— EXERCISE DETAILS —
Examine each line of the data. Copy the line if it includes the word "begin".

— THE RECORDS —
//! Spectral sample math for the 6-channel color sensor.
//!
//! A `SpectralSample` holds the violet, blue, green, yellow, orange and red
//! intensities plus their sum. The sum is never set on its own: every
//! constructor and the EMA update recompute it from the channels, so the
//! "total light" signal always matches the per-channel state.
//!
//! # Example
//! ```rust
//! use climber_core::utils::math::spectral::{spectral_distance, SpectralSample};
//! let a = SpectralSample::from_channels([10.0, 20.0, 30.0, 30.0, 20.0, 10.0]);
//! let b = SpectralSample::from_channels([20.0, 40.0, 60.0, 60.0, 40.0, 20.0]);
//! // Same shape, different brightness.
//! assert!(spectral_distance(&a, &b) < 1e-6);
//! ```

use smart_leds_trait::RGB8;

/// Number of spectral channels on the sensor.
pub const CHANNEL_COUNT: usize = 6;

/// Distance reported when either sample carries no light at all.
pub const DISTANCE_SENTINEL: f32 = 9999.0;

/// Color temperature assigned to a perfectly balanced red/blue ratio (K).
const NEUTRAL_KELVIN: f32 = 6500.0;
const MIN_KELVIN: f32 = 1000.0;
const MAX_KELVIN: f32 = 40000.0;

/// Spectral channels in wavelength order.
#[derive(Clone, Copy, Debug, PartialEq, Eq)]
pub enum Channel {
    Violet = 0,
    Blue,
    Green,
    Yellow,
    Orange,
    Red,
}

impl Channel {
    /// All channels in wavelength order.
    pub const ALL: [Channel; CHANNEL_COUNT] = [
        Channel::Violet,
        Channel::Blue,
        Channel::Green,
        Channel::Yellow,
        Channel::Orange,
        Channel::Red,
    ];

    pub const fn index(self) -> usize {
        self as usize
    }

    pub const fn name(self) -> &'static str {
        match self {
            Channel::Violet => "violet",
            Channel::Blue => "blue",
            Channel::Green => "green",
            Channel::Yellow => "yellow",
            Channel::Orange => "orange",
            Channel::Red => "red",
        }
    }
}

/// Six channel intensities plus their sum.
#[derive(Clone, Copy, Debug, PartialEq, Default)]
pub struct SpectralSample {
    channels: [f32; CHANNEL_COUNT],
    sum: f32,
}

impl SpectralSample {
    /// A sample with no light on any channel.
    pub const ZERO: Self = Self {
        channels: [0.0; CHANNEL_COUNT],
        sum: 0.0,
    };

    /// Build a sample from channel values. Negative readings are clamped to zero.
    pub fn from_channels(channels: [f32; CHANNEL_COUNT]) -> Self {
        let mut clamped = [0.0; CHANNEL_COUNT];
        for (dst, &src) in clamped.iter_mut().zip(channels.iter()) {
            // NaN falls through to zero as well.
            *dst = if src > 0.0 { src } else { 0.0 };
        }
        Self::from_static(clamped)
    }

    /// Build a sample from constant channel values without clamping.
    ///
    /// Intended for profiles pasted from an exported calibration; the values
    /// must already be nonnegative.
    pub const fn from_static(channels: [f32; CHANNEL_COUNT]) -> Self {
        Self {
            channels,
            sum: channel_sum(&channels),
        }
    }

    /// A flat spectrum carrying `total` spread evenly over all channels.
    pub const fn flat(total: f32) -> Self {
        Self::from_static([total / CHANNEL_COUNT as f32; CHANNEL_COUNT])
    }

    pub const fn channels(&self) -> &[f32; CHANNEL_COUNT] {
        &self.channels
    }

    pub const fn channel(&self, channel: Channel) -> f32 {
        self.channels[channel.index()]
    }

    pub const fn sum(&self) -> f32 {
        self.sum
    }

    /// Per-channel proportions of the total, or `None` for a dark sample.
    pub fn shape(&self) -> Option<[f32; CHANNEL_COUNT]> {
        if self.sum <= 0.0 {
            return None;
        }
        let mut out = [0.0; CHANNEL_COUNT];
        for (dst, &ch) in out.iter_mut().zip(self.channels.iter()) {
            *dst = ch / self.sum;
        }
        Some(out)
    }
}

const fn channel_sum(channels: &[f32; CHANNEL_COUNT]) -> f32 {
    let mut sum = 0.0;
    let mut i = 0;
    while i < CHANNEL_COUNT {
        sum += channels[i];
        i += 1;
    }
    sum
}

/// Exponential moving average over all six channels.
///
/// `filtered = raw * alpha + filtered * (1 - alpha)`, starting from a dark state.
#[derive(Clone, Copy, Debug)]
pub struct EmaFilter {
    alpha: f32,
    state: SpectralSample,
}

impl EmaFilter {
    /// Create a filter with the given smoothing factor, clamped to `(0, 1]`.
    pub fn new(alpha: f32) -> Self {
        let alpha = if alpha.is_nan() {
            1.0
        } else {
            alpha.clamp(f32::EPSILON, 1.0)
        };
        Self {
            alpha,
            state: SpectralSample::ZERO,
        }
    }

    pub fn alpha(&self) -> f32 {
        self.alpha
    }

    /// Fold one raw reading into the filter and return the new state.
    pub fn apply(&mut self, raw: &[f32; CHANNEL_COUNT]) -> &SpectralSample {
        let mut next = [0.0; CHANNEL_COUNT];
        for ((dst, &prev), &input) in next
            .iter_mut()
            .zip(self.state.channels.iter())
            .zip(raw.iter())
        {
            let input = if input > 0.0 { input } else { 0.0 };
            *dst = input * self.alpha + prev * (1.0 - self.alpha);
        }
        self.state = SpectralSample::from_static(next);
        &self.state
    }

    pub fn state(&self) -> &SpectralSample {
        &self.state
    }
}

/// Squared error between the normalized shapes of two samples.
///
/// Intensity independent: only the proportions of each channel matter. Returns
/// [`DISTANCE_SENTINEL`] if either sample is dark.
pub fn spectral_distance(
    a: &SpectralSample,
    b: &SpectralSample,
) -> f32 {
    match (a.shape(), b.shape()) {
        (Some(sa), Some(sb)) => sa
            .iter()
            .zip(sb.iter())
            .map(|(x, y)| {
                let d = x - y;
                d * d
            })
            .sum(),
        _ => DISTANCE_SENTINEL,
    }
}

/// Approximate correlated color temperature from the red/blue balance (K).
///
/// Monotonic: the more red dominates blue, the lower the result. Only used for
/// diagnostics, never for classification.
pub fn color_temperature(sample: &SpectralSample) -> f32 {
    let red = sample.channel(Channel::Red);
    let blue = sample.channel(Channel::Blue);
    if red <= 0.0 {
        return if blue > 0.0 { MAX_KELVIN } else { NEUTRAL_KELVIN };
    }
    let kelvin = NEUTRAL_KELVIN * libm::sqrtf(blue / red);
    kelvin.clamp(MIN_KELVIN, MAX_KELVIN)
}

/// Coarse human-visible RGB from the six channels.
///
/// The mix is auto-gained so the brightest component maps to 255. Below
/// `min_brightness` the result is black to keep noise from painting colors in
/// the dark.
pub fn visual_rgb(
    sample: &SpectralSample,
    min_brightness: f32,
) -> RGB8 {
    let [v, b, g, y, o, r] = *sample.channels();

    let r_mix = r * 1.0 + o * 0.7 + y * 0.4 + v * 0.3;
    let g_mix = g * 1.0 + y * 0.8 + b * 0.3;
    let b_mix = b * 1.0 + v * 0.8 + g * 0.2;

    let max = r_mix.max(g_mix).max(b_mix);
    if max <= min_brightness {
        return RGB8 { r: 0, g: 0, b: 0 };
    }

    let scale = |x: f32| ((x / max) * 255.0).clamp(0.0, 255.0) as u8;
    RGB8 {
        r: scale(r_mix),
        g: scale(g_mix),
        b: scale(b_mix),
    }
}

* * *

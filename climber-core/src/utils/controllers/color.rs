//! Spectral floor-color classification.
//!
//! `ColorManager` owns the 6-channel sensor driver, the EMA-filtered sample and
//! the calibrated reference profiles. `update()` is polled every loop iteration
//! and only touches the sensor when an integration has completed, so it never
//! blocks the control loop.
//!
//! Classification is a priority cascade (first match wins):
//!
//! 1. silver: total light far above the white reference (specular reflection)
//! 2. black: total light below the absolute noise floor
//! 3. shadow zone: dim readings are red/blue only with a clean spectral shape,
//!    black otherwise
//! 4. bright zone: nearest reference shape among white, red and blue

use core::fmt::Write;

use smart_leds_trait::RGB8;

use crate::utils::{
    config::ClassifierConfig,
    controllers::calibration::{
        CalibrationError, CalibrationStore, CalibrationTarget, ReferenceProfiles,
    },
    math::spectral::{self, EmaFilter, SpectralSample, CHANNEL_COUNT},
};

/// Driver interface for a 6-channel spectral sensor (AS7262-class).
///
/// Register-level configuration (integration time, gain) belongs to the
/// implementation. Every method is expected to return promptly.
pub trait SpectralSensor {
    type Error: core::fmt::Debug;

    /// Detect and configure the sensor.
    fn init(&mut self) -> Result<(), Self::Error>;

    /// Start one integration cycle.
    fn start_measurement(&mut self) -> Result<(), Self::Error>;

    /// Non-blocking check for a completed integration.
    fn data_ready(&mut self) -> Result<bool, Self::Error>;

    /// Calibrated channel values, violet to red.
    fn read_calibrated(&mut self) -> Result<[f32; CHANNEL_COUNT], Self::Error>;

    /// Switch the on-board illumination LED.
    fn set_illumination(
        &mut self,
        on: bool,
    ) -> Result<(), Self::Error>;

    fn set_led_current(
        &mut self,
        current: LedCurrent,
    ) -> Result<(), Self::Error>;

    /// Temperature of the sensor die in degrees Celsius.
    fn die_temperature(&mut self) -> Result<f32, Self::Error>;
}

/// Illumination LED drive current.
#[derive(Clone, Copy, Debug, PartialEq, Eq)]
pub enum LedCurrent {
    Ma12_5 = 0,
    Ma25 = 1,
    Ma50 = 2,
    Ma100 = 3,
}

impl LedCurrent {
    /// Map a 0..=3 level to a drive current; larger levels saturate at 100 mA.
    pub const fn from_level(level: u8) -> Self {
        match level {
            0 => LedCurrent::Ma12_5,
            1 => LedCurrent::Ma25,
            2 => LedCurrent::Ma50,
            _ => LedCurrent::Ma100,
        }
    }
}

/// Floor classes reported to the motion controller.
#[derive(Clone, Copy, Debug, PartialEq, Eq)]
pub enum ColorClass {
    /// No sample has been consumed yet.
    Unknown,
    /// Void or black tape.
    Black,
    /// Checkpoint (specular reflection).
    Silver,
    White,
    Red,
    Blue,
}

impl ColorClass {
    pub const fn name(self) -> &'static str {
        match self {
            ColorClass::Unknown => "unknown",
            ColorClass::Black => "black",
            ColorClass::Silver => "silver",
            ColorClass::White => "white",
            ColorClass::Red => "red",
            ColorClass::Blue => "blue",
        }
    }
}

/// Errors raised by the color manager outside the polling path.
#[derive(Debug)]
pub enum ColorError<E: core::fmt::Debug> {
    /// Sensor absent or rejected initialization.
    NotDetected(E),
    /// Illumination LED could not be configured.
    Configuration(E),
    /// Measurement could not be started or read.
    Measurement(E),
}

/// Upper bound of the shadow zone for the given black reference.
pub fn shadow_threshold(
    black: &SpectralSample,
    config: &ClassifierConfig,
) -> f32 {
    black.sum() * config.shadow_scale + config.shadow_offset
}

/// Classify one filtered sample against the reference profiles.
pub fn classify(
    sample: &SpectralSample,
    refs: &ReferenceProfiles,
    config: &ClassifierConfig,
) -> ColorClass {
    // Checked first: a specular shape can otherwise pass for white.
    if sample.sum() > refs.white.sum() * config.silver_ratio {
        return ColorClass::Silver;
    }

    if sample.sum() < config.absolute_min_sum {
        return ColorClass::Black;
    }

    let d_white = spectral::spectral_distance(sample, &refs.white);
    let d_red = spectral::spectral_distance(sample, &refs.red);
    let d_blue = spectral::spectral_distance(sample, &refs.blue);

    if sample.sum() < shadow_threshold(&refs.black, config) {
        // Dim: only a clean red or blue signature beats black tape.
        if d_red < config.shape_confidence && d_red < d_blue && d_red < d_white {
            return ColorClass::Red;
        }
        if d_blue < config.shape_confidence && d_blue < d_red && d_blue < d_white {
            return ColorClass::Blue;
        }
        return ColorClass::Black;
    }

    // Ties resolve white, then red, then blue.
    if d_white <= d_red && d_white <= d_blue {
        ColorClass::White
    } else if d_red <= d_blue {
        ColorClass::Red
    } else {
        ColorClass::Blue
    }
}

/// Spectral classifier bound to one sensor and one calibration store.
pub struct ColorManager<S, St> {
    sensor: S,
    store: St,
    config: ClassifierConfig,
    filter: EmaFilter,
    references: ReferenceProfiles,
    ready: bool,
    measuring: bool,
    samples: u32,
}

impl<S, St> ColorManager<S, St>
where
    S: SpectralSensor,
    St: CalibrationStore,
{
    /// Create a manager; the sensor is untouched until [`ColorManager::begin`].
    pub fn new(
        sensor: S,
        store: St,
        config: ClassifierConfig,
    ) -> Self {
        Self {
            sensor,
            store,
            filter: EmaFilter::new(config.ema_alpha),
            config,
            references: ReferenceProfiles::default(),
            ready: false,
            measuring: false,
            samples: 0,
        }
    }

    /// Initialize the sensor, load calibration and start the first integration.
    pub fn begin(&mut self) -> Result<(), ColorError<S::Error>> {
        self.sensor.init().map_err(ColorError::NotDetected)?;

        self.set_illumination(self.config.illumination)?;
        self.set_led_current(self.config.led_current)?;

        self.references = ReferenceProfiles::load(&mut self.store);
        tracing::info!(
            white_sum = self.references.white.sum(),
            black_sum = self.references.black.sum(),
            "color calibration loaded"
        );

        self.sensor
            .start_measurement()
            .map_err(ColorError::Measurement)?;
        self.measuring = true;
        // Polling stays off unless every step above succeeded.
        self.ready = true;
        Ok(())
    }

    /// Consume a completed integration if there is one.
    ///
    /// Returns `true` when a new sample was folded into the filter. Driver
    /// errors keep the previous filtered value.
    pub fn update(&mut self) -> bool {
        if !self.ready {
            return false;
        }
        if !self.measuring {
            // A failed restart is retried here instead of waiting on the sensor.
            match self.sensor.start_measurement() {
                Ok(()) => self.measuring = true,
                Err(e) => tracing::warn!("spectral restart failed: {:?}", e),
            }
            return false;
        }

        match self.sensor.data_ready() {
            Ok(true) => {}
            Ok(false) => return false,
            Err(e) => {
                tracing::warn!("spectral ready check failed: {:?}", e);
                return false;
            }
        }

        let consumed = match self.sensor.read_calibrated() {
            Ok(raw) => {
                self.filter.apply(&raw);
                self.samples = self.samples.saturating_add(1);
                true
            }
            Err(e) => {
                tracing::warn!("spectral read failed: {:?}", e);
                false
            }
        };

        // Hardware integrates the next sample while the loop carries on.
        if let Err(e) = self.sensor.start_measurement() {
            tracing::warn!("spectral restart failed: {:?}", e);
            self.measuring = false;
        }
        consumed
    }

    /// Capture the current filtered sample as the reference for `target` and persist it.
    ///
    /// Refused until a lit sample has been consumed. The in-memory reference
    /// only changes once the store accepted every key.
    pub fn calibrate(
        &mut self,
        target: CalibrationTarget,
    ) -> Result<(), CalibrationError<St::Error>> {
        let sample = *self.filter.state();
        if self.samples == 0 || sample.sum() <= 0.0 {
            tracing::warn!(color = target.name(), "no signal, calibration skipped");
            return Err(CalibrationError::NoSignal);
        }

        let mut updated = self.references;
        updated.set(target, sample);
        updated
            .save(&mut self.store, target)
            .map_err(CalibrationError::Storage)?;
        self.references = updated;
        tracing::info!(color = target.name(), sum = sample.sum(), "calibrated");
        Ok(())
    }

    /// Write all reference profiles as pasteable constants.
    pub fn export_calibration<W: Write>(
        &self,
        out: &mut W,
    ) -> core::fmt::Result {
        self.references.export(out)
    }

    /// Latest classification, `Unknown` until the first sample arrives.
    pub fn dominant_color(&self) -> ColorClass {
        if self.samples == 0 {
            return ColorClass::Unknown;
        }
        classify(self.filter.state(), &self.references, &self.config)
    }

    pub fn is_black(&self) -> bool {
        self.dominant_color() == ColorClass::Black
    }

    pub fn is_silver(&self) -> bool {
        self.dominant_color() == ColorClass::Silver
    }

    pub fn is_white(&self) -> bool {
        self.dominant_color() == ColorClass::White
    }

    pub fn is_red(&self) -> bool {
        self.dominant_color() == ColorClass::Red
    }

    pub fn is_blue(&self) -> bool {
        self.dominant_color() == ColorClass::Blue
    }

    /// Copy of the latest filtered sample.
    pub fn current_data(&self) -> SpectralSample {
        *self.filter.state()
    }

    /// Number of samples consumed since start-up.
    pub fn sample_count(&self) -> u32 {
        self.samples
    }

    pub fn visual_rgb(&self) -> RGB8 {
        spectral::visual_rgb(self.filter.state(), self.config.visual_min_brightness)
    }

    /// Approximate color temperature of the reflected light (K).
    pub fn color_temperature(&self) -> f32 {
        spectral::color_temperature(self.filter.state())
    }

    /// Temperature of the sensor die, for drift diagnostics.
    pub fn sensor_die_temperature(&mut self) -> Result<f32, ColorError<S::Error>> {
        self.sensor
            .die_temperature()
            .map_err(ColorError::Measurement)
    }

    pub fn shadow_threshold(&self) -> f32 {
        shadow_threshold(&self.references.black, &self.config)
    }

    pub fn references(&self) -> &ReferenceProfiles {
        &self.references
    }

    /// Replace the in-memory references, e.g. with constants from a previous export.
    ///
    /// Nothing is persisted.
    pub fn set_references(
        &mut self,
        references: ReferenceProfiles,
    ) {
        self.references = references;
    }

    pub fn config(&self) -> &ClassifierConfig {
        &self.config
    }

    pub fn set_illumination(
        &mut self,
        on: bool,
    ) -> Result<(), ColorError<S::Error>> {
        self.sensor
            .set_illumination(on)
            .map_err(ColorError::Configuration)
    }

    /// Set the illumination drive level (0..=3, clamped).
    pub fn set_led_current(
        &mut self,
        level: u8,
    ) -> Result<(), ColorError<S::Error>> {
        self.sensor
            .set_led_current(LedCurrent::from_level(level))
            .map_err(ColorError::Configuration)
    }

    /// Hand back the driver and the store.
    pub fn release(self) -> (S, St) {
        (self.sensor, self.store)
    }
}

---

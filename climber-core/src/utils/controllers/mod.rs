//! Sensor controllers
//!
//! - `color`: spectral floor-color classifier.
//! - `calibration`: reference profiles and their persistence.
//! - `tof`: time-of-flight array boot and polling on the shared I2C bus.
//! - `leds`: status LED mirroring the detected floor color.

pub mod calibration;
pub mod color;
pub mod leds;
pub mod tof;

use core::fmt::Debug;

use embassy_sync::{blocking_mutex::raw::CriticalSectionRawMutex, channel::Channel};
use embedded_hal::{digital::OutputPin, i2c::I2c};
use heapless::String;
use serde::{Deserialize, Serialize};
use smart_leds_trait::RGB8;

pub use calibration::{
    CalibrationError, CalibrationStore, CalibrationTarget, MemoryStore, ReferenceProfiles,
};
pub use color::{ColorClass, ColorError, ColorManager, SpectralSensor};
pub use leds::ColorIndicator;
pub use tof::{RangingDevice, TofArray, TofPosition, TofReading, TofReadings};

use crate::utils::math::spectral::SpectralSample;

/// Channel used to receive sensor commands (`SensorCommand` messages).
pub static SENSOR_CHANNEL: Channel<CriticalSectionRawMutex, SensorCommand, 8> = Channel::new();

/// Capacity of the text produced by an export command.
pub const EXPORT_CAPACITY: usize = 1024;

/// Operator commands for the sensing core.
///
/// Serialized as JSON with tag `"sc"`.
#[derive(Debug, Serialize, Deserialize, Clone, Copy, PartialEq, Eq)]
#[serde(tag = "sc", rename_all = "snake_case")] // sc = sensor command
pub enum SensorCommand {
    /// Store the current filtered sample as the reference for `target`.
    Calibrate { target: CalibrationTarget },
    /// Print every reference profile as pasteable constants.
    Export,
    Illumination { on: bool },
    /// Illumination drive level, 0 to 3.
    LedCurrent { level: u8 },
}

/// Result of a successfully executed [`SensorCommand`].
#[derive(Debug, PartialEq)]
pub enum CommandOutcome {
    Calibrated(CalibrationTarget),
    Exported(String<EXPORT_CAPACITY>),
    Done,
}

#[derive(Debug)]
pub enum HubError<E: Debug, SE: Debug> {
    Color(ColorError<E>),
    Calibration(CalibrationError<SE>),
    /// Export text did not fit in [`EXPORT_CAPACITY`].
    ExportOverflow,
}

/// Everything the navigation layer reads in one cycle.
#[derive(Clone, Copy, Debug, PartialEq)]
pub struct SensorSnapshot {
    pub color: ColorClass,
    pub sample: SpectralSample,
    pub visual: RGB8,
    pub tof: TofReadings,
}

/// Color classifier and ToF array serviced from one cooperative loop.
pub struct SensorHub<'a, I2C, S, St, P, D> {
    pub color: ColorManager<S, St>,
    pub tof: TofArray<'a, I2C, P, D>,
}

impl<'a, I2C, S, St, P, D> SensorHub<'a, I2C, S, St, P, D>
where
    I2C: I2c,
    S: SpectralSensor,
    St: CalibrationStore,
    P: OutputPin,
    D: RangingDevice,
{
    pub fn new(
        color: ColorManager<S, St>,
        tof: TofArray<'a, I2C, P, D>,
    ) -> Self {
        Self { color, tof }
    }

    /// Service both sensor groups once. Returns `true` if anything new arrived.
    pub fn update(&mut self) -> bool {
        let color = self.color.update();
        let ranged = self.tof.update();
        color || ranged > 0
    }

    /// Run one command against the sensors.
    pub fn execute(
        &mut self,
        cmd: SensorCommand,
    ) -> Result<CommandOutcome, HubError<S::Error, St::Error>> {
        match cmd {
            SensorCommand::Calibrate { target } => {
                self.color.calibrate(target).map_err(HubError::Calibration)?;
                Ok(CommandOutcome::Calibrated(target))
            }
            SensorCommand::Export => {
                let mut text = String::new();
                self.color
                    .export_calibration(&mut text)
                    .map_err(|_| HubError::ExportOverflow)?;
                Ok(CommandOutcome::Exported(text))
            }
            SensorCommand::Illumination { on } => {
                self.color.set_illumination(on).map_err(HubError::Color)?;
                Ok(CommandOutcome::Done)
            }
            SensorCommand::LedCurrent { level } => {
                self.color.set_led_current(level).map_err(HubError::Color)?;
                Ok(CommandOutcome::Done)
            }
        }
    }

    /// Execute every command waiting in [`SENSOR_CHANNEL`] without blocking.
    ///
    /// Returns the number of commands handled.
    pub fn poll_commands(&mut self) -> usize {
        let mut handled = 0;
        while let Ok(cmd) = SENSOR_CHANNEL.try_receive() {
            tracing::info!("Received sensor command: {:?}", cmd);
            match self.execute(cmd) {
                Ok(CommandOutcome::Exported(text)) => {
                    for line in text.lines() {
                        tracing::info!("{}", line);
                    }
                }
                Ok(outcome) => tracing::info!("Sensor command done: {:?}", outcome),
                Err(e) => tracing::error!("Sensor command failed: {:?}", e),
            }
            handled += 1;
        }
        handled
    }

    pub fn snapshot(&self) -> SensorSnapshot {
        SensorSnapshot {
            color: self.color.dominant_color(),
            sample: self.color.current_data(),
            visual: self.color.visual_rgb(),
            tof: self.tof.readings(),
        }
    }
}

— TASK RESPONSE —
    /// Create a manager; the sensor is untouched until [`ColorManager::begin`].
    pub fn begin(&mut self) -> Result<(), ColorError<S::Error>> {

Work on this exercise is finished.